Windrad an der Bodelschwingher Straße hat einen Bruch am Königszapfen

Windrad

Das aus dem Jahr 1998 stammende Windrad an der Bodelschwingher Straße hatte einen Defekt. Deshalb steht dort ein großer Kran. Investition in die Zukunft.

Schwerin

, 03.04.2020, 08:55 Uhr / Lesedauer: 1 min
Das Windrad an der Bodelschwingher Straße hat Besuch von einem großen Kran.

Das Windrad an der Bodelschwingher Straße hat Besuch von einem großen Kran. © Tobias Weckenbrock

Kennen Sie einen Bruch am Königszapfen?

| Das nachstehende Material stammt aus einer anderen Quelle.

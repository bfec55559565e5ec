//! Easing functions for tween timing
//!
//! CSS-compatible curves (`linear`, `ease`, `ease-in`, `ease-out`,
//! `ease-in-out`, `cubic-bezier(x1, y1, x2, y2)`). The common tween-library
//! spellings (`none`, `power2.out`, `sine.inOut`, ...) are accepted as aliases
//! of the nearest CSS curve.

use std::fmt;

use serde::{Deserialize, Serialize};

/// Easing function for tween timing.
///
/// Maps linear progress in `[0, 1]` to eased progress.
#[derive(Debug, Clone, Copy, PartialEq, Default, Serialize, Deserialize)]
#[serde(try_from = "String", into = "String")]
pub enum EasingFunction {
    Linear,
    /// `cubic-bezier(0.25, 0.1, 0.25, 1.0)`
    Ease,
    /// `cubic-bezier(0.42, 0, 1, 1)`
    EaseIn,
    /// `cubic-bezier(0, 0, 0.58, 1)`
    #[default]
    EaseOut,
    /// `cubic-bezier(0.42, 0, 0.58, 1)`
    EaseInOut,
    /// Custom curve; x values must lie in `[0, 1]`
    CubicBezier { x1: f64, y1: f64, x2: f64, y2: f64 },
}

impl EasingFunction {
    /// Evaluate the easing function at the given progress.
    pub fn evaluate(&self, t: f64) -> f64 {
        let t = t.clamp(0.0, 1.0);

        match self {
            Self::Linear => t,
            Self::Ease => cubic_bezier(0.25, 0.1, 0.25, 1.0, t),
            Self::EaseIn => cubic_bezier(0.42, 0.0, 1.0, 1.0, t),
            Self::EaseOut => cubic_bezier(0.0, 0.0, 0.58, 1.0, t),
            Self::EaseInOut => cubic_bezier(0.42, 0.0, 0.58, 1.0, t),
            Self::CubicBezier { x1, y1, x2, y2 } => cubic_bezier(*x1, *y1, *x2, *y2, t),
        }
    }

    /// Create a custom cubic bezier easing, rejecting x values outside `[0, 1]`.
    pub fn cubic_bezier(x1: f64, y1: f64, x2: f64, y2: f64) -> Option<Self> {
        ((0.0..=1.0).contains(&x1) && (0.0..=1.0).contains(&x2))
            .then_some(Self::CubicBezier { x1, y1, x2, y2 })
    }

    /// Parse a CSS or tween-library easing name.
    pub fn parse(name: &str) -> Option<Self> {
        let name = name.trim();
        if let Some(args) = name
            .strip_prefix("cubic-bezier(")
            .and_then(|rest| rest.strip_suffix(')'))
        {
            let values: Vec<f64> = args
                .split(',')
                .map(|v| v.trim().parse::<f64>())
                .collect::<Result<_, _>>()
                .ok()?;
            return match values.as_slice() {
                [x1, y1, x2, y2] => Self::cubic_bezier(*x1, *y1, *x2, *y2),
                _ => None,
            };
        }

        let lower = name.to_ascii_lowercase();
        let easing = match lower.as_str() {
            "linear" | "none" => Self::Linear,
            "ease" => Self::Ease,
            "ease-in" | "ease_in" | "easein" => Self::EaseIn,
            "ease-out" | "ease_out" | "easeout" => Self::EaseOut,
            "ease-in-out" | "ease_in_out" | "easeinout" => Self::EaseInOut,
            other => {
                // power1.out, sine.inOut, quad.in, ...
                let (_, direction) = other.split_once('.')?;
                match direction {
                    "in" => Self::EaseIn,
                    "out" => Self::EaseOut,
                    "inout" => Self::EaseInOut,
                    _ => return None,
                }
            }
        };
        Some(easing)
    }
}

impl TryFrom<String> for EasingFunction {
    type Error = String;

    fn try_from(name: String) -> Result<Self, Self::Error> {
        Self::parse(&name).ok_or_else(|| format!("unknown easing '{}'", name))
    }
}

impl From<EasingFunction> for String {
    fn from(easing: EasingFunction) -> String {
        easing.to_string()
    }
}

impl fmt::Display for EasingFunction {
    fn fmt(&self, f: &mut fmt::Formatter<'_>) -> fmt::Result {
        match self {
            Self::Linear => f.write_str("linear"),
            Self::Ease => f.write_str("ease"),
            Self::EaseIn => f.write_str("ease-in"),
            Self::EaseOut => f.write_str("ease-out"),
            Self::EaseInOut => f.write_str("ease-in-out"),
            Self::CubicBezier { x1, y1, x2, y2 } => {
                write!(f, "cubic-bezier({}, {}, {}, {})", x1, y1, x2, y2)
            }
        }
    }
}

/// Evaluate a cubic bezier curve at time t.
///
/// Newton-Raphson finds the curve parameter whose x equals the progress, then
/// the y coordinate at that parameter is returned.
fn cubic_bezier(x1: f64, y1: f64, x2: f64, y2: f64, progress: f64) -> f64 {
    if progress <= 0.0 {
        return 0.0;
    }
    if progress >= 1.0 {
        return 1.0;
    }

    let t = solve_bezier_x(x1, x2, progress);
    bezier_component(y1, y2, t)
}

fn solve_bezier_x(x1: f64, x2: f64, target_x: f64) -> f64 {
    let mut t = target_x;

    for _ in 0..8 {
        let x = bezier_component(x1, x2, t) - target_x;
        if x.abs() < 1e-7 {
            break;
        }

        let dx = bezier_derivative(x1, x2, t);
        if dx.abs() < 1e-7 {
            break;
        }

        t = (t - x / dx).clamp(0.0, 1.0);
    }

    t
}

/// B(t) = 3(1-t)²t·p1 + 3(1-t)t²·p2 + t³
#[inline]
fn bezier_component(p1: f64, p2: f64, t: f64) -> f64 {
    let mt = 1.0 - t;
    3.0 * mt * mt * t * p1 + 3.0 * mt * t * t * p2 + t * t * t
}

/// B'(t) = 3(1-t)²·p1 + 6(1-t)t·(p2-p1) + 3t²·(1-p2)
#[inline]
fn bezier_derivative(p1: f64, p2: f64, t: f64) -> f64 {
    let mt = 1.0 - t;
    3.0 * mt * mt * p1 + 6.0 * mt * t * (p2 - p1) + 3.0 * t * t * (1.0 - p2)
}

Wenn Sie mit Landwirt und Windkraftpionier Wilhelm Kremerskothen gesprochen haben, gibt es vielleicht einen kleinen Hauch Ahnung. Der Bruch am Königszapfen ist jedenfalls der Grund für den Besuch eines außergewöhnlich hohen Krans im Windpark auf Schwerin.

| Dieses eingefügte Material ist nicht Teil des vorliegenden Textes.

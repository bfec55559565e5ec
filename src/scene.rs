//! Scene files: a dashboard view and its named animations in TOML
//!
//! ```toml
//! [config.layout]
//! max_passes = 12
//!
//! [container]
//! width = 800
//! height = 600
//!
//! [[elements]]
//! id = "nav.panel"
//! kind = "rectangle"
//! width = 100
//! height = 40
//! x = 100
//! y = 50
//!
//! [[elements]]
//! id = "nav.label"
//! kind = "text"
//! text = "STATUS"
//! anchor = { anchor_to = "nav.panel", anchor_point = "topLeft", target_anchor_point = "topRight" }
//!
//! [animations.grow]
//! element = "nav.panel"
//! type = "scale"
//! scale_end = 1.2
//! duration_ms = 300
//!
//! [animations.intro]
//! element = "nav.panel"
//! steps = [
//!     { type = "slide", direction = "left", distance = 40, movement = "in" },
//!     { type = "fade", opacity_start = 0.0, opacity_end = 1.0 },
//! ]
//! ```

use std::collections::{BTreeMap, HashSet};
use std::path::Path;

use serde::Deserialize;
use thiserror::Error;

use crate::animation::{
    AnimationEffect, AnimationError, AnimationSequence, NodeResolver, SyncData, TweenBackend,
};
use crate::layout::{find_similar, BoundingBox, Element, ElementGraph, LayoutError};
use crate::{Dashboard, EngineConfig};

/// Errors that can occur when loading a scene
#[derive(Error, Debug)]
pub enum SceneError {
    #[error("Failed to read scene file: {0}")]
    IoError(#[from] std::io::Error),
    #[error("Failed to parse scene TOML: {0}")]
    ParseError(#[from] toml::de::Error),
    #[error("Invalid scene: {0}")]
    InvalidScene(#[from] LayoutError),
    #[error("Unknown animation '{name}'{}", format_suggestions(.suggestions))]
    UnknownAnimation {
        name: String,
        suggestions: Vec<String>,
    },
}

fn format_suggestions(suggestions: &[String]) -> String {
    if suggestions.is_empty() {
        String::new()
    } else {
        format!(" (did you mean: {}?)", suggestions.join(", "))
    }
}

/// Size of the dashboard container
#[derive(Debug, Clone, Copy, PartialEq, Deserialize)]
#[serde(default)]
pub struct ContainerSize {
    pub width: f64,
    pub height: f64,
}

impl Default for ContainerSize {
    fn default() -> Self {
        Self {
            width: 800.0,
            height: 600.0,
        }
    }
}

impl ContainerSize {
    pub fn bounds(&self) -> BoundingBox {
        BoundingBox::sized(self.width, self.height)
    }
}

/// What a named animation plays
#[derive(Debug, Clone, PartialEq, Deserialize)]
#[serde(untagged)]
pub enum AnimationBody {
    Sequence(AnimationSequence),
    Single(AnimationEffect),
}

/// A named animation: the element it runs on, what it plays, and shared timing
#[derive(Debug, Clone, PartialEq, Deserialize)]
pub struct SceneAnimation {
    pub element: String,
    #[serde(flatten)]
    pub body: AnimationBody,
    #[serde(default)]
    pub sync: SyncData,
}

impl SceneAnimation {
    /// Start this animation on `dashboard`, returning the number of tweens scheduled
    pub fn play<B: TweenBackend + NodeResolver>(
        &self,
        dashboard: &mut Dashboard<B>,
    ) -> Result<usize, AnimationError> {
        match &self.body {
            AnimationBody::Single(effect) => dashboard
                .process_animation_with_propagation(&self.element, effect, &self.sync)
                .map(|outcome| outcome.scheduled.len()),
            AnimationBody::Sequence(sequence) => dashboard
                .process_animation_sequence_with_propagation(&self.element, sequence, &self.sync)
                .map(|outcome| outcome.scheduled_count()),
        }
    }
}

/// A complete dashboard description loaded from TOML
#[derive(Debug, Clone, Default, Deserialize)]
#[serde(default)]
pub struct Scene {
    pub config: EngineConfig,
    pub container: ContainerSize,
    pub elements: Vec<Element>,
    pub animations: BTreeMap<String, SceneAnimation>,
}

impl Scene {
    /// Load a scene from a TOML file
    pub fn from_file(path: &Path) -> Result<Self, SceneError> {
        let content = std::fs::read_to_string(path)?;
        Self::from_str(&content)
    }

    /// Load a scene from a TOML string
    pub fn from_str(content: &str) -> Result<Self, SceneError> {
        let scene: Scene = toml::from_str(content)?;
        log::debug!(
            "loaded scene with {} element(s) and {} animation(s)",
            scene.elements.len(),
            scene.animations.len()
        );
        Ok(scene)
    }

    /// Look up a named animation, suggesting close names when it is missing
    pub fn animation(&self, name: &str) -> Result<&SceneAnimation, SceneError> {
        self.animations.get(name).ok_or_else(|| {
            let defined: HashSet<String> = self.animations.keys().cloned().collect();
            SceneError::UnknownAnimation {
                name: name.to_string(),
                suggestions: find_similar(&defined, name, 2),
            }
        })
    }

    /// Build the element graph (fails on duplicate ids)
    pub fn graph(&self) -> Result<ElementGraph, SceneError> {
        Ok(ElementGraph::from_elements(self.elements.iter().cloned())?)
    }

    /// Build a ticker-driven dashboard configured from this scene
    pub fn into_dashboard(self) -> Result<Dashboard, SceneError> {
        let graph = ElementGraph::from_elements(self.elements)?;
        Ok(Dashboard::new(graph).with_config(self.config))
    }
}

„Königszapfen wird die Stelle genannt, an der die Gondel auf den Turm geschraubt wird“, sagt Kremerskothen. Und genau da hat sich die Schwachstelle befunden. Also Flügel runter und Generator ab - und dann mit neuen Teilen wieder rauf.

Airkules ist auch schon fast vier Jahre am Netz

Dieses Windrad von Kremerskothen in der Nähe des Hofs an der Bodelschwingher Straße stammt aus dem Jahr 1998. Genauer aus August 98. Lohnt sich denn da die Investition noch? Bei der großen Inspektion, angesagt laut Kremerskothen alle 20 Jahre, habe sich gezeigt: auf jeden Fall.

Das schlechteste Teil noch mindestens zehn Jahre, habe es geheißen. Unterm Strich wohl weitere 20 Jahre. „Und in die Zukunft zu investieren, das lohnt immer“, sagt Kremerskothen. Man habe ja schließlich Pläne. Dass Airkules, das große Windrad von Kremerskothen und den Stadtwerken, schräg gegenüber, jetzt auch schon fast vier Jahre am Netz ist, mag man kaum glauben.